I found a birthday note for Jilly signed by Gram and Gramps stuck in Best American Short Stories, 2008, edited by Salman Rushdie. The book was in a Little Free Library in Milwaukee’s South Shore Park, next to the Best American Short Stories of 2006, 2010, and 2012, all of them ripe for the taking, like peaches in a bowl on the kitchen table. The card is much older than the book and the handwriting is even older, careful and ornate but shaky at the same time. there is this P.S. at the bottom of the card.
I found the poems my first boyfriend wrote me. Please return.
I’m going to keep the note for Jilly, just in case.
I spent part of the week between a rock and a hard place. On the horns of a dilemma, in a fat headache of situational ethics, conflicted and chagrined, all of which I soothed by buying extraordinary amounts of cheese and crackers at Costco along with a forty-pound jug of animal crackers. Don’t believe me? Here’s the proof.
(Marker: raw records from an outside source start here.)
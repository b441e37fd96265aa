//! Node Configuration
//!
//! A node is configured from one TOML file. Identity and network fields are required,
//! tuning knobs fall back to serde defaults. `validate` rejects anything boot could not
//! work with, and the accessors turn the raw numbers into the typed configs each
//! service takes.

use serde::{Deserialize, Serialize};
use std::net::{Ipv4Addr, SocketAddrV4};
use std::path::{Path, PathBuf};
use std::time::Duration;

use crate::election::types::ElectionConfig;
use crate::membership::service::LinkConfig;
use crate::membership::types::{NodeDescriptor, NodeId};
use crate::registry::types::ExpiryConfig;

#[derive(Debug, thiserror::Error)]
pub enum ConfigError {
    #[error("Failed to read config file {path}: {source}")]
    Io {
        path: PathBuf,
        #[source]
        source: std::io::Error,
    },

    #[error("Failed to parse config: {0}")]
    Parse(#[from] toml::de::Error),

    #[error("Invalid config: {0}")]
    Invalid(String),
}

#[derive(Debug, Clone, Serialize, Deserialize)]
pub struct NodeConfig {
    pub node_id: i32,
    pub node_ip: String,
    pub internal_port: u16,
    pub client_port: u16,
    #[serde(default)]
    pub client_http_port: Option<u16>,
    #[serde(default)]
    pub is_controller_candidate: bool,
    /// Total number of nodes the candidates wait for before electing.
    #[serde(default)]
    pub cluster_node_count: usize,
    /// `"ip:internalPort"` of every controller candidate, identical on every node.
    #[serde(default)]
    pub controller_candidate_servers: Vec<String>,
    #[serde(default = "default_data_dir")]
    pub data_dir: PathBuf,
    #[serde(default = "default_heartbeat_check_interval_secs")]
    pub heartbeat_check_interval_secs: u64,
    #[serde(default = "default_heartbeat_timeout_period_secs")]
    pub heartbeat_timeout_period_secs: u64,
    #[serde(default = "default_election_round_timeout_ms")]
    pub election_round_timeout_ms: u64,
    #[serde(default = "default_handshake_timeout_ms")]
    pub handshake_timeout_ms: u64,
    #[serde(default = "default_connect_timeout_ms")]
    pub connect_timeout_ms: u64,
    #[serde(default = "default_retry_interval_secs")]
    pub retry_interval_secs: u64,
}

fn default_data_dir() -> PathBuf {
    PathBuf::from("data")
}

const fn default_heartbeat_check_interval_secs() -> u64 {
    3
}

const fn default_heartbeat_timeout_period_secs() -> u64 {
    5
}

const fn default_election_round_timeout_ms() -> u64 {
    10_000
}

const fn default_handshake_timeout_ms() -> u64 {
    5_000
}

const fn default_connect_timeout_ms() -> u64 {
    5_000
}

const fn default_retry_interval_secs() -> u64 {
    60
}

impl NodeConfig {
    /// Reads, parses and validates the file at `path`.
    pub fn load(path: impl AsRef<Path>) -> Result<Self, ConfigError> {
        let path = path.as_ref();
        let raw = std::fs::read_to_string(path).map_err(|source| ConfigError::Io {
            path: path.to_path_buf(),
            source,
        })?;
        Self::from_toml_str(&raw)
    }

    pub fn from_toml_str(raw: &str) -> Result<Self, ConfigError> {
        let config: Self = toml::from_str(raw)?;
        config.validate()?;
        Ok(config)
    }

    pub fn validate(&self) -> Result<(), ConfigError> {
        if self.node_id < 0 {
            return Err(invalid(format!("node_id must not be negative, got {}", self.node_id)));
        }

        if self.node_ip.parse::<Ipv4Addr>().is_err() {
            return Err(invalid(format!("node_ip {:?} is not an IPv4 address", self.node_ip)));
        }

        if self.internal_port == 0 || self.client_port == 0 {
            return Err(invalid("internal_port and client_port must be set".to_string()));
        }
        if self.internal_port == self.client_port {
            return Err(invalid(format!(
                "internal_port and client_port must differ, both are {}",
                self.internal_port
            )));
        }
        if let Some(http_port) = self.client_http_port
            && (http_port == self.internal_port || http_port == self.client_port)
        {
            return Err(invalid(format!("client_http_port {} is already in use", http_port)));
        }

        if self.controller_candidate_servers.is_empty() {
            return Err(invalid("controller_candidate_servers must not be empty".to_string()));
        }
        for addr in &self.controller_candidate_servers {
            if addr.parse::<SocketAddrV4>().is_err() {
                return Err(invalid(format!(
                    "controller candidate {:?} is not an ip:port address",
                    addr
                )));
            }
        }

        if self.is_controller_candidate {
            let own = self.internal_addr();
            if !self.controller_candidate_servers.contains(&own) {
                return Err(invalid(format!(
                    "candidate address {} is missing from controller_candidate_servers",
                    own
                )));
            }
            if self.cluster_node_count < self.controller_candidate_servers.len() {
                return Err(invalid(format!(
                    "cluster_node_count {} is smaller than the {} controller candidates",
                    self.cluster_node_count,
                    self.controller_candidate_servers.len()
                )));
            }
        }

        if self.heartbeat_check_interval_secs == 0 || self.heartbeat_timeout_period_secs == 0 {
            return Err(invalid("heartbeat intervals must be positive".to_string()));
        }
        if self.election_round_timeout_ms == 0 {
            return Err(invalid("election_round_timeout_ms must be positive".to_string()));
        }

        Ok(())
    }

    /// `"ip:internalPort"`, the form used in the candidate roster.
    pub fn internal_addr(&self) -> String {
        format!("{}:{}", self.node_ip, self.internal_port)
    }

    pub fn descriptor(&self) -> NodeDescriptor {
        NodeDescriptor {
            node_id: NodeId(self.node_id),
            is_controller_candidate: self.is_controller_candidate,
            ip: self.node_ip.clone(),
            client_port: self.client_port,
        }
    }

    pub fn link_config(&self) -> LinkConfig {
        LinkConfig {
            connect_timeout: Duration::from_millis(self.connect_timeout_ms),
            handshake_timeout: Duration::from_millis(self.handshake_timeout_ms),
            retry_interval: Duration::from_secs(self.retry_interval_secs),
        }
    }

    pub fn election_config(&self) -> ElectionConfig {
        ElectionConfig {
            round_timeout: Duration::from_millis(self.election_round_timeout_ms),
            ..ElectionConfig::default()
        }
    }

    pub fn expiry_config(&self) -> ExpiryConfig {
        ExpiryConfig {
            check_interval: Duration::from_secs(self.heartbeat_check_interval_secs),
            timeout: Duration::from_secs(self.heartbeat_timeout_period_secs),
        }
    }
}

fn invalid(reason: String) -> ConfigError {
    ConfigError::Invalid(reason)
}

#[cfg(test)]
mod tests {
    use super::*;

    const CANDIDATE: &str = r#"
        node_id = 2
        node_ip = "127.0.0.1"
        internal_port = 5002
        client_port = 6002
        is_controller_candidate = true
        cluster_node_count = 3
        controller_candidate_servers = ["127.0.0.1:5001", "127.0.0.1:5002"]
        data_dir = "/tmp/registry-2"
    "#;

    #[test]
    fn test_parse_candidate_with_defaults() {
        let config = NodeConfig::from_toml_str(CANDIDATE).unwrap();

        assert_eq!(config.node_id, 2);
        assert_eq!(config.client_http_port, None);
        assert_eq!(config.heartbeat_check_interval_secs, 3);
        assert_eq!(config.heartbeat_timeout_period_secs, 5);
        assert_eq!(config.election_config().round_timeout, Duration::from_secs(10));
        assert_eq!(config.election_config().max_stalled_rounds, 5);
        assert_eq!(config.link_config().retry_interval, Duration::from_secs(60));
        assert_eq!(config.expiry_config().timeout, Duration::from_secs(5));
        assert_eq!(config.internal_addr(), "127.0.0.1:5002");
        assert_eq!(config.descriptor().server_address(), "2:127.0.0.1:6002");
    }

    #[test]
    fn test_candidate_must_be_in_roster() {
        let raw = CANDIDATE.replace("internal_port = 5002", "internal_port = 5003");
        let err = NodeConfig::from_toml_str(&raw).unwrap_err();
        assert!(matches!(err, ConfigError::Invalid(_)));
    }

    #[test]
    fn test_ordinary_node_skips_candidate_checks() {
        let raw = r#"
            node_id = 7
            node_ip = "127.0.0.1"
            internal_port = 5007
            client_port = 6007
            controller_candidate_servers = ["127.0.0.1:5001"]
        "#;
        let config = NodeConfig::from_toml_str(raw).unwrap();
        assert!(!config.is_controller_candidate);
        assert_eq!(config.data_dir, PathBuf::from("data"));
    }

    #[test]
    fn test_missing_required_field_is_parse_error() {
        let err = NodeConfig::from_toml_str("node_ip = \"127.0.0.1\"").unwrap_err();
        assert!(matches!(err, ConfigError::Parse(_)));
    }

    #[test]
    fn test_rejects_bad_ip_and_ports() {
        let bad_ip = CANDIDATE.replace("node_ip = \"127.0.0.1\"", "node_ip = \"localhost\"");
        assert!(NodeConfig::from_toml_str(&bad_ip).is_err());

        let same_ports = CANDIDATE.replace("client_port = 6002", "client_port = 5002");
        assert!(NodeConfig::from_toml_str(&same_ports).is_err());
    }

    #[test]
    fn test_cluster_count_covers_candidates() {
        let raw = CANDIDATE.replace("cluster_node_count = 3", "cluster_node_count = 1");
        assert!(NodeConfig::from_toml_str(&raw).is_err());
    }

    #[test]
    fn test_load_missing_file() {
        let err = NodeConfig::load("/nonexistent/registry.toml").unwrap_err();
        assert!(matches!(err, ConfigError::Io { .. }));
    }
}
Alright. It’s four pounds, not forty. Still.
I won’t say I suffered through the week – there being so much food, wine, and beer laying around – but I sure was consternated. The dilemma came down to dueling principles and I sided on the one that involved having made a personal commitment. I’d explain more but it would be pointless at this point. There are new waves to surf.
Flamethrowers burn out. I’ve seen it dozens of times. A new person appears on the scene from out of nowhere. Maybe a hundred people have been working hard on a problem, parsing it, teasing out solutions, trying to change the world step by painful step. And the new person – always smart and bright and engaging and different – shows up and decides that the process and the people involved in it are all useless. Flamethrowers don’t ask questions, though. They don’t spend time inquiring or gathering data or learning the process by which progress is made, however imperceptible it may seem, they just pour more gasoline on the torch they always carry in their purse and let fly. AOC – as much as I love her fearlessness and her brilliance – is a flamethrower. I hope she stays around long enough to also become a powerhouse legislator. It’s a harder skill to learn and harder still to practice. We’ll see.
I’m out of gum. There isn’t a stick of gum anywhere in this house, on any dresser top, in any drawer, or in any pocket. My house is a gum desert.